***** PROVIDED DATA
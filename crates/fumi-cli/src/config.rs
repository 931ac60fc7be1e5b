//! Configuration management for Fumi CLI
//!
//! Stores the directory source and letter decorations in ~/.config/fumi/config.toml

use anyhow::{Context, Result};
use serde::{Deserialize, Serialize};
use std::fs;
use std::path::{Path, PathBuf};

pub const CONFIG_DIR: &str = "fumi";
const CONFIG_FILE: &str = "config.toml";

/// CLI Configuration
#[derive(Debug, Clone, PartialEq, Serialize, Deserialize)]
pub struct Config {
    /// Directory server; `/api/guests` is appended
    #[serde(default = "default_base_url")]
    pub base_url: String,
    /// Local directory file, used instead of the server when set
    #[serde(skip_serializing_if = "Option::is_none")]
    pub directory_path: Option<PathBuf>,
    #[serde(default = "default_subtitle")]
    pub subtitle: String,
    /// Sender line at the bottom of the letter
    #[serde(default = "default_signature")]
    pub signature: String,
}

fn default_base_url() -> String {
    "http://localhost:8000".to_string()
}

fn default_subtitle() -> String {
    "- 2026.03.14 Uraoka Masafumi & Yukako Miki -".to_string()
}

fn default_signature() -> String {
    "裏岡 雅史 & 三木 悠夏子".to_string()
}

impl Default for Config {
    fn default() -> Self {
        Self {
            base_url: default_base_url(),
            directory_path: None,
            subtitle: default_subtitle(),
            signature: default_signature(),
        }
    }
}

impl Config {
    /// Get the config directory path
    pub fn config_dir() -> Result<PathBuf> {
        let config_dir = dirs::config_dir()
            .context("Could not determine config directory")?
            .join(CONFIG_DIR);
        Ok(config_dir)
    }

    /// Get the config file path
    pub fn config_path() -> Result<PathBuf> {
        Ok(Self::config_dir()?.join(CONFIG_FILE))
    }

    /// Load config from file, or create default
    pub fn load() -> Result<Self> {
        Self::load_from(&Self::config_path()?)
    }

    pub fn load_from(path: &Path) -> Result<Self> {
        if !path.exists() {
            return Ok(Self::default());
        }

        let content = fs::read_to_string(path)
            .with_context(|| format!("Failed to read config from {:?}", path))?;

        let config: Config =
            toml::from_str(&content).with_context(|| "Failed to parse config file")?;

        Ok(config)
    }

    /// Save config to file
    pub fn save(&self) -> Result<()> {
        self.save_to(&Self::config_path()?)
    }

    pub fn save_to(&self, path: &Path) -> Result<()> {
        if let Some(dir) = path.parent() {
            fs::create_dir_all(dir)
                .with_context(|| format!("Failed to create config directory {:?}", dir))?;
        }

        let content = toml::to_string_pretty(self).context("Failed to serialize config")?;

        fs::write(path, content)
            .with_context(|| format!("Failed to write config to {:?}", path))?;

        Ok(())
    }

    /// Point at a directory server (and stop using any local file)
    pub fn set_base_url(&mut self, url: String) {
        self.base_url = url.trim_end_matches('/').to_string();
        self.directory_path = None;
    }

    /// Read guests from a local file instead of the server
    pub fn set_directory_path(&mut self, path: PathBuf) {
        self.directory_path = Some(path);
    }
}
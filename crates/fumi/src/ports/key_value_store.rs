//! Key-Value Store Port
//!
//! Client-local persistent storage, string keys to string values.

use std::collections::HashMap;
use std::sync::Mutex;

use crate::domain::errors::DomainError;

/// Client-local key-value storage
pub trait KeyValueStore: Send + Sync {
    /// Read a value; `Ok(None)` when the key is absent
    fn get(&self, key: &str) -> Result<Option<String>, DomainError>;

    /// Write a value, replacing any previous one
    fn set(&self, key: &str, value: &str) -> Result<(), DomainError>;

    /// Delete a key; absent keys are not an error
    fn remove(&self, key: &str) -> Result<(), DomainError>;
}

/// In-memory store
#[derive(Debug, Default)]
pub struct MemoryStore {
    entries: Mutex<HashMap<String, String>>,
}

impl MemoryStore {
    pub fn new() -> Self {
        Self::default()
    }

    fn lock(&self) -> Result<std::sync::MutexGuard<'_, HashMap<String, String>>, DomainError> {
        self.entries
            .lock()
            .map_err(|e| DomainError::Storage(format!("Store lock poisoned: {e}")))
    }
}

impl KeyValueStore for MemoryStore {
    fn get(&self, key: &str) -> Result<Option<String>, DomainError> {
        Ok(self.lock()?.get(key).cloned())
    }

    fn set(&self, key: &str, value: &str) -> Result<(), DomainError> {
        self.lock()?.insert(key.to_string(), value.to_string());
        Ok(())
    }

    fn remove(&self, key: &str) -> Result<(), DomainError> {
        self.lock()?.remove(key);
        Ok(())
    }
}
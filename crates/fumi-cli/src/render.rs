//! Terminal presentation
//!
//! Draws the envelope, the letter and the error toast from the actions the
//! reveal state machine emits.

use colored::{ColoredString, Colorize};

use fumi::{LookupFailure, ResolvedGuest, RevealAction, RevealState};

use crate::config::Config;

/// Characters per line of the letter body
const LETTER_WIDTH: usize = 18;

/// Hint text; tapping it is the hidden reset gesture
pub const HINT_TEXT: &str = "※ お名前は漢字・ふりがなのどちらでも検索できます";

fn maroon(s: &str) -> ColoredString {
    s.truecolor(107, 45, 36)
}

fn brown(s: &str) -> ColoredString {
    s.truecolor(139, 107, 94)
}

fn terracotta(s: &str) -> ColoredString {
    s.truecolor(184, 92, 71)
}

pub fn title(config: &Config) {
    println!();
    println!("  {}", maroon("Message for You !").bold());
    println!("  {}", brown(&config.subtitle));
    println!();
}

pub fn envelope_art(open: bool) -> &'static str {
    if open {
        concat!(
            "     /\\______________/\\\n",
            "    /                  \\\n",
            "   +--------------------+\n",
            "   |\\                  /|\n",
            "   |  \\      ♥       /  |\n",
            "   |                    |\n",
            "   +--------------------+",
        )
    } else {
        concat!(
            "   +--------------------+\n",
            "   |\\                  /|\n",
            "   |  \\              /  |\n",
            "   |    \\    ♥     /    |\n",
            "   |      \\______/      |\n",
            "   |                    |\n",
            "   +--------------------+",
        )
    }
}

pub fn envelope(open: bool) {
    println!("{}", terracotta(envelope_art(open)));
    println!();
}

pub fn hint() {
    println!("  {}", brown(HINT_TEXT).dimmed());
}

pub fn error_toast(failure: LookupFailure) {
    println!("  {} {}", terracotta("ⓘ"), maroon(failure.message()));
}

/// Split text into lines of at most `width` characters, keeping line breaks
pub fn wrap(text: &str, width: usize) -> Vec<String> {
    let mut lines = Vec::new();
    for paragraph in text.lines() {
        let chars: Vec<char> = paragraph.chars().collect();
        if chars.is_empty() {
            lines.push(String::new());
            continue;
        }
        for chunk in chars.chunks(width.max(1)) {
            lines.push(chunk.iter().collect());
        }
    }
    lines
}

pub fn letter_text(guest: &ResolvedGuest, signature: &str) -> String {
    let mut out = String::new();
    out.push_str("  ╭────────────────────────────────────────╮\n");
    out.push_str("     Dear\n");
    out.push_str(&format!("     {}\n", guest.name));
    out.push_str("     ── ♥ ──\n\n");

    if guest.message.trim().is_empty() {
        out.push_str("     メッセージがありません\n");
    } else {
        for line in wrap(&guest.message, LETTER_WIDTH) {
            out.push_str(&format!("     {}\n", line));
        }
    }

    out.push('\n');
    out.push_str(&format!("     {}\n", signature));
    out.push_str("  ╰────────────────────────────────────────╯");
    out
}

pub fn letter(guest: &ResolvedGuest, signature: &str) {
    println!();
    println!("{}", maroon(&letter_text(guest, signature)));
    println!();
}

/// Render one machine action
pub fn action(action: &RevealAction, config: &Config) {
    match action {
        RevealAction::EnterState(RevealState::Searching) => {
            println!("  {}", brown("検索中..."));
        }
        RevealAction::EnterState(state) => {
            tracing::debug!("Entered {}", state);
        }
        RevealAction::EnvelopeOpened => envelope(true),
        RevealAction::EnvelopeClosed => envelope(false),
        RevealAction::ShowLetter(guest) => letter(guest, &config.signature),
        RevealAction::ShowError(failure) => error_toast(*failure),
        RevealAction::ClearLetter
        | RevealAction::ClearError
        | RevealAction::FetchDirectory { .. }
        | RevealAction::SaveGuest(_) => {}
    }
}

pub fn actions(actions: &[RevealAction], config: &Config) {
    for a in actions {
        action(a, config);
    }
}

#[cfg(test)]
mod tests {
    use super::*;

    #[test]
    fn test_wrap_by_chars() {
        assert_eq!(wrap("あいうえおかきくけこ", 4), vec!["あいうえ", "おかきく", "けこ"]);
    }

    #[test]
    fn test_wrap_keeps_paragraphs() {
        assert_eq!(wrap("一行目\n\n三行目", 10), vec!["一行目", "", "三行目"]);
    }

    #[test]
    fn test_letter_shows_name_message_and_signature() {
        let guest = ResolvedGuest {
            name: "鈴木太郎".to_string(),
            message: "来てくれてありがとう".to_string(),
        };
        let text = letter_text(&guest, "裏岡 雅史 & 三木 悠夏子");

        assert!(text.contains("Dear"));
        assert!(text.contains("鈴木太郎"));
        assert!(text.contains("来てくれてありがとう"));
        assert!(text.contains("裏岡 雅史 & 三木 悠夏子"));
    }

    #[test]
    fn test_letter_without_message() {
        let guest = ResolvedGuest {
            name: "鈴木太郎".to_string(),
            message: "  ".to_string(),
        };
        assert!(letter_text(&guest, "").contains("メッセージがありません"));
    }

    #[test]
    fn test_envelope_art_differs_when_open() {
        assert_ne!(envelope_art(true), envelope_art(false));
    }
}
**********
§ ASSIGNED TASK
Taking the entries above, print exactly the lines starting at the line with "impl KeyValueStore for" and ending at the line with "self.lock()?.insert(key.to_string(), value.to_string());", both included.

§ RESULT OF THIS TASK
impl KeyValueStore for MemoryStore {
    fn get(&self, key: &str) -> Result<Option<String>, DomainError> {
        Ok(self.lock()?.get(key).cloned())
    }

    fn set(&self, key: &str, value: &str) -> Result<(), DomainError> {
        self.lock()?.insert(key.to_string(), value.to_string());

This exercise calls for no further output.